‘Lost in translation’ - Tracing the impact of cancer research from discovery to public policy

‘Cancer Research: Lost in Translation'
19 January 2010, 13:00 – 18:00 – British Library, 96 Euston Road, London

The British Library and the National Cancer Research Institute (NCRI) host half day conference for stakeholders from across the research spectrum to assess the challenges in translating research findings into clinical practice.

  • From Bench to Bedside - why do some findings in cancer research never make it out of the lab?
  • From Research to Policy and Practice - why are key messages misinterpreted and policy decisions misunderstood?
  • From Journal to Newspaper - are the public getting the full picture about cancer research?

Every year the UK spends billions on scientific research, yet the key to developing innovative new treatments is to ensure that the findings of this research are effectively translated from the lab to public policy. However, differences in stakeholder perspectives and motivations, as well as working methods and vocabularies, have created inherent challenges to the effective translation of research.

Introduced by Sir Kenneth Calman, the ‘Cancer Research: Lost in Translation' conference will explore the exchange of knowledge from primary research, through its application in clinical, commercial and policy making settings, to the dissemination to academic peers, healthcare professionals, patients and the public. Contributors from across the research process are invited to join a range of experts including Professor Peter Littlejohns, Clinical and Public Health Director at the National Institution for Clinical Excellence; Professor of Cancer Therapeutics at the Northern Institute for Cancer Research, Herbie Newell; and leading science journalist, Ben Goldacre, to discuss how and why the purpose and importance of innovative research is often misinterpreted and how this can be improved, unlocking the full potential of research.

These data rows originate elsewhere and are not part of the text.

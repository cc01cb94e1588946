//! On-disk artifact fixtures for pipeline tests.

use std::fs::File;
use std::time::{Duration, SystemTime};

use depline::Artifact;
use tempfile::TempDir;

/// A temporary directory with helpers to create artifacts in it.
///
/// Everything is removed when the workspace is dropped.
pub struct Workspace {
    dir: TempDir,
}

impl Workspace {
    pub fn new() -> Self {
        Self {
            dir: TempDir::new().expect("creating temp workspace"),
        }
    }

    /// An artifact reference inside the workspace; nothing is created.
    pub fn artifact(&self, name: &str) -> Artifact {
        Artifact::new(self.dir.path().join(name))
    }

    /// Create (or overwrite) a file and return its artifact reference.
    pub fn write(&self, name: &str, contents: &str) -> Artifact {
        let artifact = self.artifact(name);
        std::fs::write(artifact.path(), contents).expect("writing fixture file");
        artifact
    }

    /// Create an empty file and return its artifact reference.
    pub fn touch(&self, name: &str) -> Artifact {
        self.write(name, "")
    }

    /// Backdate a file's modification time by `secs` seconds.
    ///
    /// Useful for up-to-date checks: a product older than its dependency
    /// must not be skipped.
    pub fn backdate(&self, name: &str, secs: u64) {
        let artifact = self.artifact(name);
        let file = File::options()
            .write(true)
            .open(artifact.path())
            .expect("opening fixture file");
        let then = SystemTime::now() - Duration::from_secs(secs);
        file.set_modified(then).expect("setting fixture mtime");
    }
}

impl Default for Workspace {
    fn default() -> Self {
        Self::new()
    }
}
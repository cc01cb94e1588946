// src/exec/cluster.rs

//! Cluster-job executor: delegates tasks to an external job system.
//!
//! The executor itself only knows how to submit, poll and cancel through a
//! [`JobClient`]; the client owns the transport (and is responsible for
//! arranging that `task.run()` eventually happens on one of its workers).
//! A background loop polls the external state of every in-flight job and
//! maps it onto the task lifecycle with a fixed table.
//!
//! External job systems typically track dependencies themselves, so
//! `handles_dependencies` is true and the scheduler submits the whole DAG up
//! front, passing dependency job ids along in the [`JobSpec`].

use std::fmt;
use std::sync::atomic::{AtomicBool, Ordering};
use std::sync::{Arc, Mutex, PoisonError};
use std::time::Duration;

use serde::{Deserialize, Serialize};
use tracing::{debug, warn};

use crate::errors::Result;
use crate::exec::{BoxedFuture, Executor};
use crate::task::{Task, TaskFailure, TaskState};

/// Opaque identifier assigned by the external job system.
pub type JobId = String;

/// External job states, normalised across job systems.
#[derive(Debug, Clone, Copy, PartialEq, Eq, Serialize, Deserialize)]
#[serde(rename_all = "SCREAMING_SNAKE_CASE")]
pub enum JobState {
    Pending,
    Configuring,
    Running,
    Hold,
    Completed,
    Failed,
    Timeout,
    OutOfMemory,
    NodeFail,
    Canceled,
    Unknown,
}

impl JobState {
    /// Fixed mapping from external job states to task states.
    ///
    /// `Hold` is not terminal: a held job may still move to Running or
    /// Failed.
    pub fn to_task_state(self) -> TaskState {
        match self {
            JobState::Pending | JobState::Configuring => TaskState::Pending,
            JobState::Running => TaskState::Running,
            JobState::Hold => TaskState::Hold,
            JobState::Completed => TaskState::Finished,
            JobState::Failed | JobState::Timeout | JobState::OutOfMemory | JobState::NodeFail => {
                TaskState::Failed
            }
            JobState::Canceled => TaskState::Canceled,
            JobState::Unknown => TaskState::Unknown,
        }
    }
}

impl fmt::Display for JobState {
    fn fmt(&self, f: &mut fmt::Formatter<'_>) -> fmt::Result {
        let label = match self {
            JobState::Pending => "PENDING",
            JobState::Configuring => "CONFIGURING",
            JobState::Running => "RUNNING",
            JobState::Hold => "HOLD",
            JobState::Completed => "COMPLETED",
            JobState::Failed => "FAILED",
            JobState::Timeout => "TIMEOUT",
            JobState::OutOfMemory => "OUT_OF_MEMORY",
            JobState::NodeFail => "NODE_FAIL",
            JobState::Canceled => "CANCELED",
            JobState::Unknown => "UNKNOWN",
        };
        f.write_str(label)
    }
}

/// What a [`JobClient`] needs to know to queue a task externally.
#[derive(Debug, Clone, Serialize)]
pub struct JobSpec {
    pub name: String,
    pub queue_id: usize,
    /// Job ids this job must wait for in the external dependency tracker.
    pub after: Vec<JobId>,
}

/// External job handle stored on the task.
#[derive(Debug, Clone, PartialEq, Eq)]
pub struct JobHandle {
    pub id: JobId,
    pub state: JobState,
}

/// Transport to a concrete external job system.
pub trait JobClient: Send + Sync {
    /// Queue the task externally and return its job id. The client arranges
    /// for `task.run()` to be invoked on one of its workers.
    fn submit(&self, task: Arc<Task>, spec: JobSpec) -> BoxedFuture<'_, Result<JobId>>;

    /// Current external state of the job.
    fn poll(&self, id: JobId) -> BoxedFuture<'_, Result<JobState>>;

    /// Best-effort kill of the external job.
    fn cancel(&self, id: JobId) -> BoxedFuture<'_, ()>;
}

struct ClusterInner {
    client: Arc<dyn JobClient>,
    submitted: Mutex<Vec<Arc<Task>>>,
    cancelled: AtomicBool,
}

impl ClusterInner {
    fn snapshot(&self) -> Vec<Arc<Task>> {
        self.submitted
            .lock()
            .unwrap_or_else(PoisonError::into_inner)
            .clone()
    }
}

pub struct ClusterExecutor {
    inner: Arc<ClusterInner>,
    poll_interval: Duration,
    max_queued: Option<usize>,
    poller: Mutex<Option<tokio::task::JoinHandle<()>>>,
}

impl ClusterExecutor {
    pub fn new(client: Arc<dyn JobClient>) -> Self {
        Self {
            inner: Arc::new(ClusterInner {
                client,
                submitted: Mutex::new(Vec::new()),
                cancelled: AtomicBool::new(false),
            }),
            poll_interval: Duration::from_secs(1),
            max_queued: None,
            poller: Mutex::new(None),
        }
    }

    /// How often the external job states are polled.
    pub fn with_poll_interval(mut self, interval: Duration) -> Self {
        self.poll_interval = interval;
        self
    }

    /// Cap on in-flight jobs, honoured by the scheduler when
    /// `submit_only_if_runnable` is enabled.
    pub fn with_max_jobs_queued(mut self, max: usize) -> Self {
        self.max_queued = Some(max);
        self
    }

    /// The poll loop is started lazily, from the first `submit`, so that the
    /// executor can be constructed outside a runtime.
    fn ensure_poller(&self) {
        let mut poller = self.poller.lock().unwrap_or_else(PoisonError::into_inner);
        if poller.is_none() {
            let inner = self.inner.clone();
            let interval = self.poll_interval;
            *poller = Some(tokio::spawn(poll_loop(inner, interval)));
        }
    }
}

impl Executor for ClusterExecutor {
    fn submit(&self, task: Arc<Task>, task_deps: Vec<Arc<Task>>) -> BoxedFuture<'_, Result<()>> {
        Box::pin(async move {
            self.ensure_poller();

            let after: Vec<JobId> = task_deps
                .iter()
                .filter_map(|dep| dep.job().map(|job| job.id))
                .collect();

            let spec = JobSpec {
                name: task.name().to_string(),
                queue_id: task.queue_id().unwrap_or(0),
                after,
            };

            let id = self.inner.client.submit(task.clone(), spec).await?;
            debug!(task = %task.name(), job_id = %id, "submitted cluster job");

            task.set_job(JobHandle {
                id,
                state: JobState::Pending,
            });

            self.inner
                .submitted
                .lock()
                .unwrap_or_else(PoisonError::into_inner)
                .push(task);

            Ok(())
        })
    }

    fn handles_dependencies(&self) -> bool {
        true
    }

    fn max_jobs_queued(&self) -> Option<usize> {
        self.max_queued
    }

    fn cancel_all(&self) -> BoxedFuture<'_, ()> {
        Box::pin(async move {
            self.inner.cancelled.store(true, Ordering::SeqCst);

            for task in self.inner.snapshot() {
                if task.state().is_successful_terminal() {
                    continue;
                }
                if let Some(job) = task.job() {
                    self.inner.client.cancel(job.id).await;
                }
                task.set_state(TaskState::Canceled);
            }
        })
    }

    fn wait_for_all(&self) -> BoxedFuture<'_, ()> {
        Box::pin(async move {
            loop {
                let all_terminal = self
                    .inner
                    .snapshot()
                    .iter()
                    .all(|task| task.state().is_terminal());
                if all_terminal {
                    return;
                }
                tokio::time::sleep(self.poll_interval).await;
            }
        })
    }
}

/// Background loop mapping external job states onto task states.
async fn poll_loop(inner: Arc<ClusterInner>, interval: Duration) {
    loop {
        if inner.cancelled.load(Ordering::SeqCst) {
            debug!("cluster poll loop stopping after cancellation");
            return;
        }

        tokio::time::sleep(interval).await;

        for task in inner.snapshot() {
            if task.state().is_terminal() {
                continue;
            }
            let Some(job) = task.job() else { continue };

            match inner.client.poll(job.id.clone()).await {
                Ok(state) => {
                    task.update_job_state(state);
                    let mapped = state.to_task_state();
                    if mapped == TaskState::Failed {
                        task.fail(TaskFailure::Executor(format!(
                            "external job {} ended in state {state}",
                            job.id
                        )));
                    } else {
                        task.set_state(mapped);
                    }
                }
                Err(err) => {
                    warn!(task = %task.name(), job_id = %job.id, error = %err, "job poll failed");
                    task.fail(TaskFailure::Executor(format!(
                        "polling job {} failed: {err}",
                        job.id
                    )));
                }
            }
        }
    }
}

Professor Peter Littlejohns, Clinical and Public Health Director at the National Institution for Clinical Excellence:

“A shared understanding amongst the scientific community, the media and the public on the value of research is absolutely essential for the successful application of scientific discovery. This conference offers an excellent opportunity for those involved in the dissemination of research to discuss new potential mechanisms for scrutinising findings and innovative methods for collecting real life data. This information will play a crucial role for policy makers as they look to make real decisions on not just whether an intervention works, but how well it works against current NHS practice and asses the ‘value for money' of the extra costs involved.”